Most blood that is donated after these events will be used, he said, but “some of it risks being outdated and going unused.”
“Blood is a precious commodity, and we want to use every drop of it,” he said. “That’s why we encourage people to donate regularly rather than in the immediate aftermaths of these events.”
Lozada’s study looked at blood donations after the October 2017 shootings in Las Vegas that left 58 people dead and more than 800 wounded. Three Las Vegas health care systems provided data for the study on 220 victims who required hospital admission, including 68 in critical condition.
United Blood Services, the Las Vegas blood bank now called Vitalant, reported receiving 791 donations immediately after the shooting and reported to the study authors that 137 of these donations — or 17% — were “wasted,” meaning the donated blood went unused and was subsequently discarded, according to the study.
“The public call for blood donors was not necessary to meet immediate demand and led to resource waste,” the study concluded. “Preparation for future mass shooting incidents should include training the community in hemorrhage control, encouraging routine blood donation, and avoiding public calls for blood donation unless approved by local blood suppliers.”
The American Red Cross, which supplies about 40% of the nation’s blood and blood components, said it “is grateful that blood donation is one way people consider helping when tragedy strikes. However, it is important to emphasize that the need for blood is constant and the Red Cross depends on the generosity of volunteer blood donors to provide lifesaving blood for those in need each and every day — not only during times of emergency.”
Arthur Markman, a psychology professor at the University of Texas at Austin who was not affiliated with the study, said it is perfectly natural to want to help out when a tragedy “completely beyond your control” strikes — whether it be donating money, clothes or blood.

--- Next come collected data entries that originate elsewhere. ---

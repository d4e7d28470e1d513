use pgn_reader::{Nag, RawComment, Reader, SanPlus, Skip, Visitor};
use std::io;
use std::ops::ControlFlow;

macro_rules! pgn_visitor_skip_variations {
    () => {
        fn nag(&mut self, _: &mut Self::Movetext, _: Nag) -> ControlFlow<Self::Output> {
            ControlFlow::Continue(())
        }

        fn comment(
            &mut self,
            _: &mut Self::Movetext,
            _: RawComment<'_>,
        ) -> ControlFlow<Self::Output> {
            ControlFlow::Continue(())
        }

        fn partial_comment(
            &mut self,
            _: &mut Self::Movetext,
            _: RawComment<'_>,
        ) -> ControlFlow<Self::Output> {
            ControlFlow::Continue(())
        }

        fn begin_variation(&mut self, _: &mut Self::Movetext) -> ControlFlow<Self::Output, Skip> {
            ControlFlow::Continue(Skip(true))
        }
    };
}

/// Counts mainline half-moves; tags, comments, NAGs and variations are ignored.
#[derive(Default)]
struct PlyCounter {
    plies: u32,
}

impl Visitor for PlyCounter {
    type Tags = ();
    type Movetext = ();
    type Output = u32;

    fn begin_tags(&mut self) -> ControlFlow<Self::Output, Self::Tags> {
        self.plies = 0;
        ControlFlow::Continue(())
    }

    fn begin_movetext(&mut self, _tags: Self::Tags) -> ControlFlow<Self::Output, Self::Movetext> {
        ControlFlow::Continue(())
    }

    fn san(&mut self, _movetext: &mut Self::Movetext, _san: SanPlus) -> ControlFlow<Self::Output> {
        self.plies += 1;
        ControlFlow::Continue(())
    }

    pgn_visitor_skip_variations!();

    fn end_game(&mut self, _movetext: Self::Movetext) -> Self::Output {
        self.plies
    }
}

/// Mainline ply count of one game block, `None` when the block cannot be read as a game.
pub fn count_plies(pgn: &str) -> Option<u32> {
    if pgn.trim().is_empty() {
        return None;
    }

    let mut reader = Reader::new(io::Cursor::new(pgn.as_bytes()));
    let mut counter = PlyCounter::default();

    match reader.read_game(&mut counter) {
        Ok(Some(plies)) => Some(plies),
        Ok(None) | Err(_) => None,
    }
}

“One of the things we have to do is recognize that we like to be helpful, and we are when we see an event that’s out of our control,” said Markman, who is also the director of a program called Human Dimensions of Organizations. “It’s a tear in the fabric of your life story. Something has happened that is really unexpected.”

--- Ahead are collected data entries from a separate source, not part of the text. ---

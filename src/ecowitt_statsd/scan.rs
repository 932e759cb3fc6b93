// ecowitt_statsd - StatsD and Prometheus metrics bridge for Ecowitt weather gateways
//
// Copyright 2023 Nick Pillitteri
//
// This program is free software: you can redistribute it and/or modify
// it under the terms of the GNU General Public License as published by
// the Free Software Foundation, either version 3 of the License, or
// (at your option) any later version.
//
// This program is distributed in the hope that it will be useful,
// but WITHOUT ANY WARRANTY; without even the implied warranty of
// MERCHANTABILITY or FITNESS FOR A PARTICULAR PURPOSE.  See the
// GNU General Public License for more details.
//
// You should have received a copy of the GNU General Public License
// along with this program.  If not, see <http://www.gnu.org/licenses/>.
//

use crate::client::{ClientError, EcowittClient};
use crate::metrics::GaugeSink;
use crate::normalize::Normalizer;
use std::time::Duration;
use tokio::sync::mpsc;
use tokio::task::{JoinError, JoinHandle};
use tokio::time::MissedTickBehavior;
use tracing::{Instrument, Level};

/// Shortest interval between scans, anything shorter (i.e. zero) is raised to this.
pub const MIN_INTERVAL: Duration = Duration::from_secs(1);

/// Polls a gateway at a fixed interval and emits gauges for every reading.
#[derive(Debug)]
pub struct Scanner<S> {
    client: EcowittClient,
    normalizer: Normalizer<S>,
    interval: Duration,
}

impl<S> Scanner<S>
where
    S: GaugeSink + 'static,
{
    pub fn new(client: EcowittClient, normalizer: Normalizer<S>, interval: Duration) -> Self {
        let interval = if interval.is_zero() {
            tracing::warn!(
                message = "scan interval must be non-zero, using minimum",
                interval_secs = MIN_INTERVAL.as_secs_f64(),
            );
            MIN_INTERVAL
        } else {
            interval
        };

        Scanner {
            client,
            normalizer,
            interval,
        }
    }

    pub fn interval(&self) -> Duration {
        self.interval
    }

    /// Fetch live data from the gateway once and emit gauges for all of it, returning
    /// the number of gauges emitted.
    ///
    /// Readings that can't be parsed are skipped and don't cause this method to fail.
    pub async fn scan_once(&self) -> Result<usize, ClientError> {
        let res = self.client.live_data().await?;
        Ok(self.normalizer.emit_all(&res))
    }

    /// Start polling the gateway in a background task, returning a handle that can
    /// be used to stop it. The first scan happens immediately.
    pub fn start(self) -> ScanHandle {
        // A single slot is enough: any pending request means "stop"
        let (tx, rx) = mpsc::channel(1);
        let task = tokio::spawn(self.run(rx));
        ScanHandle { stop: tx, task }
    }

    async fn run(self, mut stop: mpsc::Receiver<()>) {
        let mut interval = tokio::time::interval(self.interval);
        interval.set_missed_tick_behavior(MissedTickBehavior::Delay);

        tracing::info!(
            message = "gateway polling started",
            url = %self.client.url(),
            interval_secs = self.interval.as_secs_f64(),
        );

        loop {
            // Scans run to completion inside the branch, a stop request is only
            // seen once the loop is back to waiting here.
            tokio::select! {
                _ = interval.tick() => {
                    match self
                        .scan_once()
                        .instrument(tracing::span!(Level::DEBUG, "ecowitt_scan"))
                        .await
                    {
                        Ok(gauges) => {
                            tracing::info!(message = "scanned gateway", gauges = gauges);
                        }
                        Err(e) => {
                            tracing::error!(message = "failed to scan gateway", error = %e);
                        }
                    }
                }
                _ = stop.recv() => {
                    break;
                }
            }
        }

        tracing::info!("gateway polling stopped");
    }
}

/// Handle to a running `Scanner`.
///
/// Dropping the handle also stops the scanner (after any in progress scan).
#[derive(Debug)]
pub struct ScanHandle {
    stop: mpsc::Sender<()>,
    task: JoinHandle<()>,
}

impl ScanHandle {
    /// Ask the scanner to stop. This does not wait for it to stop or interrupt a
    /// scan that is in progress. Calling this more than once has no extra effect.
    pub fn stop(&self) {
        // Full means a stop is already pending, closed means already stopped
        let _ = self.stop.try_send(());
    }

    pub fn is_finished(&self) -> bool {
        self.task.is_finished()
    }

    /// Wait for the scanner to finish after calling `stop()`.
    pub async fn wait(self) -> Result<(), JoinError> {
        let ScanHandle { stop, task } = self;
        let res = task.await;
        drop(stop);
        res
    }
}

For those who want to donate blood, Markman recommended scheduling an appointment for later, making it less likely that the blood would go unused.
“There’s going to be a need for blood this week and the week after, so take advantage of the impetus to act by scheduling a blood donation for a month from now,” he said. “We know if you make a specific plan to the point of putting it on your calendar that you’re much more likely to follow through.”
Lozada explained why a donation immediately after a mass shooting may not go to the intended victims: “When we go to donate blood, it takes at least two days to process that blood and get it ready to use it for transfusions. But the victims in the event use almost all of their needs within 24 hours. That means the blood you’re donating today for a mass shooting is very unlikely to be used for the victims of that tragedy.”
As for whether the study findings might come across as deflating for those who desperately want to help, Lozada said, “it’s important to convey the message that blood donation is extremely important, but it’s important to do it regularly throughout the year.”